Nike Goes Environmental
March 8th, 2005Nike launches Cradle-to-Cradle-inspired shoes
Nike has just launched its new Considered family of shoes, designed from a Cradle-to-Cradle-ish Point of View.
To create the Considered line, Nike’s designers went back to first prinicples, questioning basic design traditions in order to get to a new and better product outcome which addresses the environmental footprint required to source, manufacture, and recycle shoes. Here are some highlights:
- Leather (a renewable resource) pieces are stiched in an overlapping fashion so as to produce smooth internal seams, obviating the need for comfort liners and reducing the shoes’s material mass.

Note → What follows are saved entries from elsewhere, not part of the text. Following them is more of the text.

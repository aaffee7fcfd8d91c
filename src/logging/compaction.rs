//! Compression of retired log files
//!
//! Every `*.log` file in the log directory except the active one is
//! stream-compressed into a `*.log.zst` sibling and then deleted. A file name
//! that shows up again after it was archived gets appended to the existing
//! archive as a further zstd frame. Files are processed one at a time; a failed
//! compression keeps the original and rolls the archive back, a failed delete
//! leaves both files behind.

use std::fs::{self, File, OpenOptions};
use std::io::{self, BufReader, BufWriter, Read, Write};
use std::path::{Path, PathBuf};
use std::sync::atomic::{AtomicBool, Ordering};
use std::sync::Arc;

use tokio::task::JoinHandle;
use tracing::{debug, warn};

use super::rotation::ROTATION_SUFFIX;

/// Suffix appended to a log file name once it is compressed
pub const COMPRESSED_SUFFIX: &str = ".zst";

/// zstd level used for retired logs
const COMPRESSION_LEVEL: i32 = 9;

/// Outcome of one compaction pass
#[derive(Debug, Default, Clone, PartialEq, Eq)]
pub struct CompactionReport {
    /// Names of files compressed and removed
    pub compressed: Vec<String>,
    /// Files that could not be fully processed, with the reason
    pub failed: Vec<(String, String)>,
}

/// Compress every retired log file in `log_dir`
///
/// `active_file` is the name of the file currently being written; it is never
/// touched. This performs blocking I/O.
pub fn compress_old_logs(log_dir: &Path, active_file: &str) -> io::Result<CompactionReport> {
    let mut report = CompactionReport::default();

    for entry in fs::read_dir(log_dir)? {
        let entry = entry?;
        let path = entry.path();

        let name = match path.file_name().and_then(|n| n.to_str()) {
            Some(name) => name.to_string(),
            None => continue,
        };
        if !name.ends_with(ROTATION_SUFFIX) || name == active_file {
            continue;
        }
        if !entry.file_type().map(|t| t.is_file()).unwrap_or(false) {
            continue;
        }

        let target = compressed_path(&path);
        if let Err(e) = compress_file(&path, &target) {
            report.failed.push((name, format!("compression failed: {}", e)));
            continue;
        }
        if let Err(e) = fs::remove_file(&path) {
            report.failed.push((name, format!("delete failed: {}", e)));
            continue;
        }
        report.compressed.push(name);
    }

    report.compressed.sort();
    Ok(report)
}

/// Path of the compressed sibling of `path`
pub fn compressed_path(path: &Path) -> PathBuf {
    let mut name = path.as_os_str().to_owned();
    name.push(COMPRESSED_SUFFIX);
    PathBuf::from(name)
}

fn compress_file(source: &Path, target: &Path) -> io::Result<()> {
    let reader = BufReader::new(File::open(source)?);
    append_compressed(reader, target)
}

/// Append one zstd frame holding `reader` to `target`
///
/// Frames already in `target` survive a failure.
fn append_compressed<R: Read>(reader: R, target: &Path) -> io::Result<()> {
    let existed = target.exists();
    let file = OpenOptions::new().create(true).append(true).open(target)?;
    let keep = file.metadata()?.len();

    let result = encode_frame(reader, file);
    if result.is_err() {
        roll_back(target, existed, keep);
    }
    result
}

fn encode_frame<R: Read>(reader: R, file: File) -> io::Result<()> {
    let mut writer = BufWriter::new(file);
    zstd::stream::copy_encode(reader, &mut writer, COMPRESSION_LEVEL)?;
    writer.flush()?;
    writer.get_ref().sync_all()
}

fn roll_back(target: &Path, existed: bool, keep: u64) {
    if !existed {
        let _ = fs::remove_file(target);
        return;
    }
    if let Ok(file) = OpenOptions::new().write(true).open(target) {
        let _ = file.set_len(keep);
    }
}

/// Runs compaction passes in the background, at most one at a time
#[derive(Debug, Clone, Default)]
pub struct LogCompactor {
    running: Arc<AtomicBool>,
}

/// Clears the running flag when a pass ends, even by panic
struct RunningGuard(Arc<AtomicBool>);

impl Drop for RunningGuard {
    fn drop(&mut self) {
        self.0.store(false, Ordering::Release);
    }
}

impl LogCompactor {
    pub fn new() -> Self {
        Self::default()
    }

    /// Whether a pass is in progress
    pub fn is_running(&self) -> bool {
        self.running.load(Ordering::Acquire)
    }

    /// Start a pass on the blocking pool
    ///
    /// Returns `None` without doing anything if the previous pass has not
    /// finished yet.
    pub fn spawn(&self, log_dir: PathBuf, active_file: String) -> Option<JoinHandle<()>> {
        // Entries logged from outside the runtime (e.g. a panic hook) skip the pass
        let runtime = tokio::runtime::Handle::try_current().ok()?;
        if self.running.swap(true, Ordering::AcqRel) {
            debug!("Previous log compaction still running, skipping");
            return None;
        }
        let guard = RunningGuard(Arc::clone(&self.running));

        Some(runtime.spawn_blocking(move || {
            let _guard = guard;
            match compress_old_logs(&log_dir, &active_file) {
                Ok(report) => {
                    if !report.compressed.is_empty() {
                        debug!("Compressed {} old log files", report.compressed.len());
                    }
                    for (name, reason) in &report.failed {
                        warn!("Could not compact log file {}: {}", name, reason);
                    }
                }
                Err(e) => warn!("Could not scan {} for old logs: {}", log_dir.display(), e),
            }
        }))
    }
}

- All of those leather pieces are tanned using a vegetable-based process
- Again, to save material mass, metal eyelets aren’t used
- The two-piece outsole is designed to snap together, eliminating harmful adhesives and simplifying recyclability
- No use of PVC
- Where possible, materials are sourced locally to reduce transportation energy use
The result? Considered shoes generate 63% less waste in manufacturing than a typical Nike design. The use of solvents has been cut by 80%. And a stunning 37% less energy is required to create a pair of shoes.
Popularity: 2% [?]


March 10th, 2005 at 8:08 pm
The Nike website is really nice – and it’s great to see a large company taking a stance on sustainability. At the same time, the shoes make up such a small percentage of Nike’s goods, it’s easy to see it as greenwashing the whole company. I hope this line forms a prototype brand to which the rest of their products can look for environmental design. Now for socially consicous design… vegetable dyes, sure, but dyed by WHOM and for what wage?